When Summer 2020 began, the aquatic center in Redwood Falls was not open, and no one knew for sure if it would open at all for the season.
After a few unknowns were finally answered and guidance was offered, the city parks and recreation department, based on guidance from the city council, opened for an abbreviated season at the end of June.
When the pool closed for the season, officials deemed the decision to open was the right one.
According to Ross Nachreiner, Redwood Falls parks and recreation director, who presented an update of the aquatic season to the city council Sept. 1, the season was 53 days long, adding the pool season was extended longer than anticipated because of the changes in the fall high-school athletic seasons.
During those 53 days, there were 12,300 visitors at the facility during the season – a daily average of 253 people.
The season was ideal, added Nachreiner, as there was never a day when the pool was scheduled to be open that it had to be fully closed.
Yes, he added, there were times when a day may have had to be shortened, but this was the first season when there was no day when the pool could not be open at all.
“I feel we had a very successful year,” said Nachreiner.
He added in a typical year the aquatic center experiences a loss in the area of $87,000, while this season the loss was closer to the $30-35,000 range.

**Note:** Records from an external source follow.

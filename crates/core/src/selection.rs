use serde::{Deserialize, Serialize};

use crate::coord::CellCoord;
use crate::index::GridIndex;

/// A rectangular block of grid positions, inclusive on both ends.
#[derive(Debug, Clone, Copy, PartialEq, Eq)]
pub struct RangeBounds {
    pub start_row: usize,
    pub start_col: usize,
    pub end_row: usize,
    pub end_col: usize,
}

impl RangeBounds {
    /// Create a new range, automatically normalizing so start <= end.
    pub fn new(r1: usize, c1: usize, r2: usize, c2: usize) -> Self {
        Self {
            start_row: r1.min(r2),
            start_col: c1.min(c2),
            end_row: r1.max(r2),
            end_col: c1.max(c2),
        }
    }

    /// Create a single-cell range.
    pub fn single(row: usize, col: usize) -> Self {
        Self {
            start_row: row,
            start_col: col,
            end_row: row,
            end_col: col,
        }
    }

    /// Check if this range contains a position.
    pub fn contains(&self, row: usize, col: usize) -> bool {
        row >= self.start_row && row <= self.end_row && col >= self.start_col && col <= self.end_col
    }

    pub fn row_count(&self) -> usize {
        self.end_row - self.start_row + 1
    }

    pub fn col_count(&self) -> usize {
        self.end_col - self.start_col + 1
    }

    /// Number of cells in this range.
    pub fn cell_count(&self) -> usize {
        self.row_count() * self.col_count()
    }

    /// Check if this is a single cell.
    pub fn is_single(&self) -> bool {
        self.start_row == self.end_row && self.start_col == self.end_col
    }
}

/// Keys the selection model reacts to.
#[derive(Debug, Clone, Copy, PartialEq, Eq)]
pub enum Key {
    ArrowUp,
    ArrowDown,
    ArrowLeft,
    ArrowRight,
    Escape,
}

impl Key {
    /// Map a DOM-style key name ("ArrowDown", "Escape") to a selection key.
    pub fn from_name(name: &str) -> Option<Key> {
        match name {
            "ArrowUp" => Some(Key::ArrowUp),
            "ArrowDown" => Some(Key::ArrowDown),
            "ArrowLeft" => Some(Key::ArrowLeft),
            "ArrowRight" => Some(Key::ArrowRight),
            "Escape" => Some(Key::Escape),
            _ => None,
        }
    }

    fn delta(self) -> (isize, isize) {
        match self {
            Key::ArrowUp => (-1, 0),
            Key::ArrowDown => (1, 0),
            Key::ArrowLeft => (0, -1),
            Key::ArrowRight => (0, 1),
            Key::Escape => (0, 0),
        }
    }
}

/// A keyboard event as the embedding application dispatches it.
#[derive(Debug, Clone, Copy, PartialEq, Eq)]
pub struct KeyEvent {
    pub key: Key,
    pub shift: bool,
}

impl KeyEvent {
    pub fn new(key: Key) -> Self {
        Self { key, shift: false }
    }

    /// Build from a DOM-style key name; None for keys the selection
    /// model does not handle.
    pub fn named(name: &str) -> Option<Self> {
        Key::from_name(name).map(Self::new)
    }

    pub fn with_shift(mut self) -> Self {
        self.shift = true;
        self
    }
}

/// Current selection: nothing, one active cell, or a rectangle between a
/// fixed anchor and a moving focus.
///
/// A range's rectangular extent is recomputed against the current index on
/// every query - the visible ordering can change between selection start
/// and read, so it is never cached.
#[derive(Debug, Clone, Default, PartialEq, Eq, Serialize, Deserialize)]
pub enum Selection {
    #[default]
    None,
    Cell(CellCoord),
    Range { anchor: CellCoord, focus: CellCoord },
}

impl Selection {
    pub fn is_none(&self) -> bool {
        matches!(self, Selection::None)
    }

    /// The cell keyboard moves and pastes are keyed off: the active cell,
    /// or a range's anchor.
    pub fn active(&self) -> Option<&CellCoord> {
        match self {
            Selection::None => None,
            Selection::Cell(coord) => Some(coord),
            Selection::Range { anchor, .. } => Some(anchor),
        }
    }
}

/// The selection model: tracks the active cell / range and applies the
/// pointer and keyboard transition rules.
#[derive(Debug, Clone, Default)]
pub struct SelectionModel {
    selection: Selection,
    dragging: bool,
}

impl SelectionModel {
    pub fn new() -> Self {
        Self::default()
    }

    pub fn selection(&self) -> &Selection {
        &self.selection
    }

    /// Explicit deselect.
    pub fn clear(&mut self) {
        self.selection = Selection::None;
        self.dragging = false;
    }

    /// Set the selection to a single cell (click); clears any range.
    pub fn click(&mut self, coord: CellCoord) {
        self.selection = Selection::Cell(coord);
        self.dragging = false;
    }

    /// Start a pending range with anchor = focus = coord.
    pub fn mouse_down(&mut self, coord: CellCoord) {
        self.selection = Selection::Range {
            anchor: coord.clone(),
            focus: coord,
        };
        self.dragging = true;
    }

    /// Extend the pending range to coord; the anchor is never altered
    /// mid-drag. Ignored when no drag is in progress.
    pub fn mouse_enter(&mut self, coord: CellCoord) {
        if !self.dragging {
            return;
        }
        if let Selection::Range { focus, .. } = &mut self.selection {
            *focus = coord;
        }
    }

    /// End the drag; the range (possibly 1x1) stays selected.
    pub fn mouse_up(&mut self) {
        self.dragging = false;
    }

    /// Apply a keyboard event against the current visible ordering.
    ///
    /// Arrows move the active cell by one step, clamped at the grid edges
    /// (no wraparound). Shift+Arrow extends a range anchored at the prior
    /// active cell. Escape collapses a range back to its anchor, or clears
    /// a lone active cell.
    pub fn key_down(&mut self, event: KeyEvent, index: &GridIndex) {
        match event.key {
            Key::Escape => self.collapse(),
            key => {
                let (d_row, d_col) = key.delta();
                if event.shift {
                    self.extend_by(d_row, d_col, index);
                } else {
                    self.move_by(d_row, d_col, index);
                }
            }
        }
    }

    /// Check if a cell is the active cell - O(1).
    pub fn is_cell_active(&self, coord: &CellCoord) -> bool {
        self.selection.active() == Some(coord)
    }

    /// Check if a cell falls inside the selected rectangle - O(1) per
    /// query. A 1x1 range answers exactly like an active cell.
    pub fn is_cell_in_range(&self, coord: &CellCoord, index: &GridIndex) -> bool {
        let Some(bounds) = self.range_bounds(index) else {
            return false;
        };
        match index.position(coord) {
            Some((row, col)) => bounds.contains(row, col),
            None => false,
        }
    }

    /// The normalized rectangle of the current selection in the current
    /// visible ordering; None when nothing is selected or a coordinate has
    /// gone stale.
    pub fn range_bounds(&self, index: &GridIndex) -> Option<RangeBounds> {
        match &self.selection {
            Selection::None => None,
            Selection::Cell(coord) => {
                let (row, col) = index.position(coord)?;
                Some(RangeBounds::single(row, col))
            }
            Selection::Range { anchor, focus } => {
                let (anchor_row, anchor_col) = index.position(anchor)?;
                let (focus_row, focus_col) = index.position(focus)?;
                Some(RangeBounds::new(
                    anchor_row, anchor_col, focus_row, focus_col,
                ))
            }
        }
    }

    /// Degrade the selection to None when its coordinates no longer
    /// resolve (row/column removed by an external sort, filter or reload).
    pub fn reconcile(&mut self, index: &GridIndex) {
        let valid = match &self.selection {
            Selection::None => true,
            Selection::Cell(coord) => index.contains(coord),
            Selection::Range { anchor, focus } => index.contains(anchor) && index.contains(focus),
        };
        if !valid {
            self.clear();
        }
    }

    fn collapse(&mut self) {
        self.dragging = false;
        self.selection = match std::mem::take(&mut self.selection) {
            Selection::Range { anchor, .. } => Selection::Cell(anchor),
            _ => Selection::None,
        };
    }

    /// Move the active cell by delta, collapsing any range to the result.
    fn move_by(&mut self, d_row: isize, d_col: isize, index: &GridIndex) {
        let Some(base) = self.selection.active().cloned() else {
            return;
        };
        match Self::step(&base, d_row, d_col, index) {
            Some(coord) => self.selection = Selection::Cell(coord),
            // Stale coordinate underneath the selection
            None => self.clear(),
        }
    }

    /// Extend the selection by delta from the current focus, creating a
    /// range anchored at the active cell if none exists yet.
    fn extend_by(&mut self, d_row: isize, d_col: isize, index: &GridIndex) {
        let (anchor, focus) = match &self.selection {
            Selection::None => return,
            Selection::Cell(coord) => (coord.clone(), coord.clone()),
            Selection::Range { anchor, focus } => (anchor.clone(), focus.clone()),
        };
        match Self::step(&focus, d_row, d_col, index) {
            Some(new_focus) => {
                self.selection = Selection::Range {
                    anchor,
                    focus: new_focus,
                }
            }
            None => self.clear(),
        }
    }

    /// One step from coord in the visible ordering, clamped at the edges.
    /// None when the coordinate no longer resolves.
    fn step(coord: &CellCoord, d_row: isize, d_col: isize, index: &GridIndex) -> Option<CellCoord> {
        let (row, col) = index.position(coord)?;
        let new_row = (row as isize + d_row).clamp(0, index.row_count() as isize - 1) as usize;
        let new_col = (col as isize + d_col).clamp(0, index.col_count() as isize - 1) as usize;
        Some(CellCoord {
            row: index.row_id(new_row)?.clone(),
            col: index.col_id(new_col)?.clone(),
        })
    }
}
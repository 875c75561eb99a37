use ordered_float::OrderedFloat;
use serde::{Deserialize, Serialize};

/// What a column's cells hold.
///
/// Drives coercion at the clipboard boundary: pasted text is always a
/// string; Number columns parse it before storing and comparing.
#[derive(Debug, Clone, Copy, Default, PartialEq, Eq, Serialize, Deserialize)]
pub enum ColumnKind {
    #[default]
    Text,
    Number,
}

/// A scalar cell value.
///
/// Untagged serde representation: a grid round-trips through JSON as plain
/// scalars ("x", 5.0, null). Variant order matters for deserialization -
/// numbers must be tried before text.
#[derive(Debug, Clone, PartialEq, Serialize, Deserialize)]
#[serde(untagged)]
pub enum Value {
    Number(f64),
    Text(String),
    Null,
}

impl Default for Value {
    fn default() -> Self {
        Value::Null
    }
}

impl Value {
    /// Coerce input text by the target column's kind.
    ///
    /// Number columns parse before storing; unparseable input falls back
    /// to text rather than being rejected. Empty input is Null.
    pub fn coerce(input: &str, kind: ColumnKind) -> Value {
        if input.is_empty() {
            return Value::Null;
        }
        match kind {
            ColumnKind::Number => match input.trim().parse::<f64>() {
                Ok(n) => Value::Number(n),
                Err(_) => Value::Text(input.to_string()),
            },
            ColumnKind::Text => Value::Text(input.to_string()),
        }
    }

    /// Canonical display string: integers without a decimal point, no
    /// scientific notation, -0 normalized to 0.
    pub fn to_display(&self) -> String {
        match self {
            Value::Null => String::new(),
            Value::Text(s) => s.clone(),
            Value::Number(n) => format_number(*n),
        }
    }

    pub fn as_number(&self) -> Option<f64> {
        match self {
            Value::Number(n) => Some(*n),
            Value::Text(s) => s.trim().parse().ok(),
            Value::Null => None,
        }
    }

    pub fn is_null(&self) -> bool {
        matches!(self, Value::Null)
    }

    /// Type-aware equality for diffing.
    ///
    /// Numeric arms compare numerically, so "5" equals 5.0 and a re-paste
    /// of "5.0" over 5.0 is not a change. Null equals Null and the empty
    /// string. NaN equals NaN (total order), keeping diffs deterministic.
    pub fn loose_eq(&self, other: &Value) -> bool {
        match (self, other) {
            (Value::Null, Value::Null) => true,
            (Value::Null, Value::Text(s)) | (Value::Text(s), Value::Null) => s.is_empty(),
            (Value::Text(a), Value::Text(b)) => a == b,
            (Value::Number(a), Value::Number(b)) => OrderedFloat(*a) == OrderedFloat(*b),
            (Value::Number(n), Value::Text(s)) | (Value::Text(s), Value::Number(n)) => {
                match s.trim().parse::<f64>() {
                    Ok(parsed) => OrderedFloat(parsed) == OrderedFloat(*n),
                    Err(_) => false,
                }
            }
            _ => false,
        }
    }
}

impl From<&str> for Value {
    fn from(s: &str) -> Self {
        Value::Text(s.to_string())
    }
}

impl From<String> for Value {
    fn from(s: String) -> Self {
        Value::Text(s)
    }
}

impl From<f64> for Value {
    fn from(n: f64) -> Self {
        Value::Number(n)
    }
}

fn format_number(n: f64) -> String {
    if !n.is_finite() {
        if n.is_nan() {
            return "NaN".to_string();
        }
        return if n > 0.0 { "INF".to_string() } else { "-INF".to_string() };
    }

    // Normalize -0.0 to 0.0
    let n = if n == 0.0 { 0.0 } else { n };

    // Integer fast path: no decimal point needed
    if n.fract() == 0.0 && n.abs() < 9e15 {
        format!("{:.0}", n)
    } else {
        // Fixed precision, trim trailing zeros, no scientific notation
        let mut s = format!("{:.15}", n);
        while s.contains('.') && s.ends_with('0') {
            s.pop();
        }
        if s.ends_with('.') {
            s.pop();
        }
        s
    }
}
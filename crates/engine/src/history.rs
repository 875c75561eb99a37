//! Bounded linear undo/redo over whole snapshots.

use std::collections::VecDeque;

/// Default depth bound on the past stack.
pub const DEFAULT_MAX_HISTORY: usize = 100;

/// Linear history: an ordered past, one present, and an ordered future.
///
/// Every entry is a full, independently-owned snapshot - no entry aliases
/// mutable state with another. The depth bound applies to the past only;
/// the future is naturally bounded by prior undo depth.
#[derive(Debug, Clone)]
pub struct History<T: Clone> {
    past: VecDeque<T>,
    present: T,
    future: VecDeque<T>,
    max_size: usize,
}

impl<T: Clone> History<T> {
    pub fn new(initial: T) -> Self {
        Self::with_max_size(initial, DEFAULT_MAX_HISTORY)
    }

    pub fn with_max_size(initial: T, max_size: usize) -> Self {
        Self {
            past: VecDeque::new(),
            present: initial,
            future: VecDeque::new(),
            max_size: max_size.max(1),
        }
    }

    pub fn present(&self) -> &T {
        &self.present
    }

    pub fn present_mut(&mut self) -> &mut T {
        &mut self.present
    }

    /// Commit a new present snapshot.
    ///
    /// The old present moves onto the past (evicting the oldest entries
    /// beyond the bound) and all redo state is invalidated - linear
    /// history, not a branching tree.
    pub fn commit(&mut self, next: T) {
        self.past.push_back(std::mem::replace(&mut self.present, next));
        self.future.clear();
        while self.past.len() > self.max_size {
            self.past.pop_front();
        }
    }

    /// Step back one snapshot. No-op (false) when the past is empty.
    pub fn undo(&mut self) -> bool {
        let Some(previous) = self.past.pop_back() else {
            return false;
        };
        self.future
            .push_front(std::mem::replace(&mut self.present, previous));
        true
    }

    /// Step forward one snapshot. No-op (false) when the future is empty.
    pub fn redo(&mut self) -> bool {
        let Some(next) = self.future.pop_front() else {
            return false;
        };
        self.past
            .push_back(std::mem::replace(&mut self.present, next));
        true
    }

    /// Reset to a single present snapshot with no past or future.
    pub fn clear(&mut self, initial: T) {
        self.past.clear();
        self.future.clear();
        self.present = initial;
    }

    pub fn can_undo(&self) -> bool {
        !self.past.is_empty()
    }

    pub fn can_redo(&self) -> bool {
        !self.future.is_empty()
    }

    /// Number of undoable steps currently held.
    pub fn depth(&self) -> usize {
        self.past.len()
    }

    pub fn max_size(&self) -> usize {
        self.max_size
    }
}
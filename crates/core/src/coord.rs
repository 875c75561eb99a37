use serde::{Deserialize, Serialize};

/// Stable row identifier, distinct from display position.
///
/// Display indices change under sorting, filtering and across the history
/// timeline; the identifier must not.
#[derive(Debug, Clone, PartialEq, Eq, Hash, PartialOrd, Ord, Serialize, Deserialize)]
pub struct RowId(pub String);

impl RowId {
    pub fn new(id: impl Into<String>) -> Self {
        RowId(id.into())
    }

    pub fn as_str(&self) -> &str {
        &self.0
    }
}

impl From<&str> for RowId {
    fn from(id: &str) -> Self {
        RowId(id.to_string())
    }
}

impl From<String> for RowId {
    fn from(id: String) -> Self {
        RowId(id)
    }
}

impl std::fmt::Display for RowId {
    fn fmt(&self, f: &mut std::fmt::Formatter<'_>) -> std::fmt::Result {
        f.write_str(&self.0)
    }
}

/// Stable column identifier (the column's accessor key, not its header).
#[derive(Debug, Clone, PartialEq, Eq, Hash, PartialOrd, Ord, Serialize, Deserialize)]
pub struct ColId(pub String);

impl ColId {
    pub fn new(id: impl Into<String>) -> Self {
        ColId(id.into())
    }

    pub fn as_str(&self) -> &str {
        &self.0
    }
}

impl From<&str> for ColId {
    fn from(id: &str) -> Self {
        ColId(id.to_string())
    }
}

impl From<String> for ColId {
    fn from(id: String) -> Self {
        ColId(id)
    }
}

impl std::fmt::Display for ColId {
    fn fmt(&self, f: &mut std::fmt::Formatter<'_>) -> std::fmt::Result {
        f.write_str(&self.0)
    }
}

/// A cell address: (row, column) by stable identifiers, never by index.
#[derive(Debug, Clone, PartialEq, Eq, Hash, Serialize, Deserialize)]
pub struct CellCoord {
    pub row: RowId,
    pub col: ColId,
}

impl CellCoord {
    pub fn new(row: impl Into<RowId>, col: impl Into<ColId>) -> Self {
        CellCoord {
            row: row.into(),
            col: col.into(),
        }
    }
}
#[cfg(test)]
mod tests {
    use super::*;
    use labtable_core::selection::{Key, KeyEvent};

    fn table() -> DataTable {
        DataTable::new(
            vec![Column::text("name", "Name"), Column::number("ph", "pH")],
            vec![
                Record::new("r1").with_field("name", "A").with_field("ph", 7.0),
                Record::new("r2").with_field("name", "B").with_field("ph", 6.5),
                Record::new("r3").with_field("name", "C").with_field("ph", 7.2),
            ],
        )
    }

    fn coord(row: &str, col: &str) -> CellCoord {
        CellCoord::new(row, col)
    }

    #[test]
    fn test_paste_commits_one_atomic_snapshot() {
        let mut table = table();
        table.click(coord("r2", "name"));

        let result = table.paste("X\t5.0\nY\t5.5\n");
        assert_eq!(result.total_changes, 4);
        assert!(table.can_undo());

        // One undo reverts the whole paste
        assert!(table.undo());
        assert_eq!(
            table.grid().value(1, &ColId::new("name")),
            Some(&Value::Text("B".to_string()))
        );
        assert_eq!(table.grid().value(2, &ColId::new("ph")), Some(&Value::Number(7.2)));
        assert!(!table.can_undo());

        assert!(table.redo());
        assert_eq!(
            table.grid().value(2, &ColId::new("name")),
            Some(&Value::Text("Y".to_string()))
        );
    }

    #[test]
    fn test_identical_paste_commits_nothing() {
        let mut table = table();
        table.click(coord("r1", "name"));

        let result = table.paste("A\t7.0\n");
        assert_eq!(result.total_changes, 0);
        assert!(!table.can_undo());
    }

    #[test]
    fn test_paste_without_selection_is_noop() {
        let mut table = table();
        let result = table.paste("X\n");
        assert_eq!(result.total_changes, 0);
        assert!(!table.can_undo());
    }

    #[test]
    fn test_copy_round_trips_through_paste() {
        let mut table = table();
        table.mouse_down(coord("r1", "name"));
        table.mouse_enter(coord("r2", "ph"));
        table.mouse_up();

        let text = table.copy().unwrap();
        assert_eq!(text, "A\t7\nB\t6.5\n");

        // Pasting a copy of the same region back is a no-op
        table.click(coord("r1", "name"));
        let result = table.paste(&text);
        assert_eq!(result.total_changes, 0);
    }

    #[test]
    fn test_copy_without_selection_is_none() {
        let table = table();
        assert_eq!(table.copy(), None);
    }

    #[test]
    fn test_update_cell_tracks_change_and_history() {
        let mut table = table();
        let change = table
            .update_cell(&RowId::new("r2"), &ColId::new("ph"), "6.8")
            .unwrap();
        assert_eq!(change.old_value, Value::Number(6.5));
        assert_eq!(change.new_value, Value::Number(6.8));
        assert_eq!(change.column_header, "pH");

        // Loosely-equal input is a no-op, not a phantom history entry
        assert!(table
            .update_cell(&RowId::new("r2"), &ColId::new("ph"), "6.80")
            .is_none());

        assert!(table.undo());
        assert_eq!(table.grid().value(1, &ColId::new("ph")), Some(&Value::Number(6.5)));
    }

    #[test]
    fn test_update_cell_stale_row_is_noop() {
        let mut table = table();
        assert!(table
            .update_cell(&RowId::new("gone"), &ColId::new("ph"), "1")
            .is_none());
        assert!(!table.can_undo());
    }

    #[test]
    fn test_stale_clipboard_read_is_discarded() {
        let mut table = table();
        table.click(coord("r1", "name"));

        let stale = table.begin_clipboard_read();
        let fresh = table.begin_clipboard_read();

        let result = table.complete_clipboard_read(stale, "X\n");
        assert_eq!(result.total_changes, 0);
        assert!(!table.can_undo());

        let result = table.complete_clipboard_read(fresh, "X\n");
        assert_eq!(result.total_changes, 1);
    }

    #[test]
    fn test_history_disabled_edits_are_not_undoable() {
        let mut table = DataTable::with_config(
            vec![Column::text("name", "Name")],
            vec![Record::new("r1").with_field("name", "A")],
            DataTableConfig {
                track_history: false,
                max_history: DEFAULT_MAX_HISTORY,
            },
        );
        table.click(coord("r1", "name"));

        let result = table.paste("Z\n");
        assert_eq!(result.total_changes, 1);
        assert_eq!(
            table.grid().value(0, &ColId::new("name")),
            Some(&Value::Text("Z".to_string()))
        );
        assert!(!table.can_undo());
        assert!(!table.undo());
    }

    #[test]
    fn test_bounded_history_evicts_oldest_edits() {
        let mut table = DataTable::with_config(
            vec![Column::number("n", "N")],
            vec![Record::new("r1").with_field("n", 0.0)],
            DataTableConfig {
                track_history: true,
                max_history: 3,
            },
        );
        for n in 1..=5 {
            table.update_cell(&RowId::new("r1"), &ColId::new("n"), &n.to_string());
        }

        let mut undone = 0;
        while table.undo() {
            undone += 1;
        }
        assert_eq!(undone, 3);
        // The two oldest snapshots were evicted; history bottoms out at 2
        assert_eq!(table.grid().value(0, &ColId::new("n")), Some(&Value::Number(2.0)));
    }

    #[test]
    fn test_reset_data_clears_selection_and_history() {
        let mut table = table();
        table.click(coord("r1", "name"));
        table.update_cell(&RowId::new("r1"), &ColId::new("name"), "Z");
        assert!(table.can_undo());

        table.reset_data(vec![Record::new("x1").with_field("name", "fresh")]);
        assert!(table.selection().is_none());
        assert!(!table.can_undo());
        assert_eq!(table.records().len(), 1);
    }

    #[test]
    fn test_undo_reconciles_selection_on_vanished_row() {
        let mut table = table();
        // Replace the row universe, then select a new row and edit it
        table.reset_data(vec![Record::new("x1").with_field("name", "N")]);
        table.update_cell(&RowId::new("x1"), &ColId::new("name"), "M");
        table.click(coord("x1", "name"));

        // Undoing the edit keeps x1; the selection survives
        table.undo();
        assert!(table.is_cell_active(&coord("x1", "name")));
    }

    #[test]
    fn test_keyboard_drives_selection_through_facade() {
        let mut table = table();
        table.click(coord("r1", "name"));
        table.key_down(KeyEvent::new(Key::ArrowDown));
        table.key_down(KeyEvent::new(Key::ArrowRight).with_shift());

        let bounds = table.range_bounds().unwrap();
        assert_eq!(bounds, RangeBounds::new(1, 0, 1, 1));

        let index = table.index();
        assert!(table.is_cell_in_range(&coord("r2", "ph"), &index));
        assert!(!table.is_cell_in_range(&coord("r3", "ph"), &index));
    }

    #[test]
    fn test_clamped_paste_reports_only_in_bounds_changes() {
        let mut table = table();
        table.click(coord("r3", "name"));

        // Ten rows pasted at the last row: nine are discarded
        let block: String = (0..10).map(|n| format!("row{n}\t{n}\n")).collect();
        let result = table.paste(&block);
        assert_eq!(result.total_changes, 2);
        assert_eq!(table.records().len(), 3);
    }
}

In addition, Nachreiner said there were no reported cases of coronavirus connected to the pool.
The concession sales were also a success, added Nachreiner.
Projected revenue for the season was $151,000 for 2020. The actual revenue was $77,661.92.
Total expenses were $119,693.18. The anticipated expenses exceeded $238,000.
Nachreiner expressed his appreciation to the staff for the hard work it put in this season, adding they really went above and beyond this summer.
In other action during its meeting, the council:
• Approved the employment of Trent Skjefte as a utility line worker at a starting wage of $28.10 per hour with a start date of Sept. 17.
• Approved a proposal to upgrade the HVAC system at city hall at a cost of $46,185. The funds to cover the cost for this work will come from the federal CARES Act allocation the city received.
• Approved a proposal to upgrade the HVAC system at the fire hall at a cost of $45,082. The city will use $31,902 of CARES Act funds for this project, with the remaining $13,180 coming from the city budget for this year. According to Keith Muetzel, the portion the city is paying for was already part of the city’s budget, and under CARES Act stipulations the city can’t spend those allocated funds for projects that were already planned.
• Approved the final payment for the courthouse square improvements in the amount of $60,542.03. The final contract price total for the project was $1,055.279.15.
• Approved a request to allow a livestream company known as LiveBarn install equipment that would allow for the live streaming of certain events in the Redwood Area Community Center. There is no cost to the city, and it will receive 30 percent of revenue generated.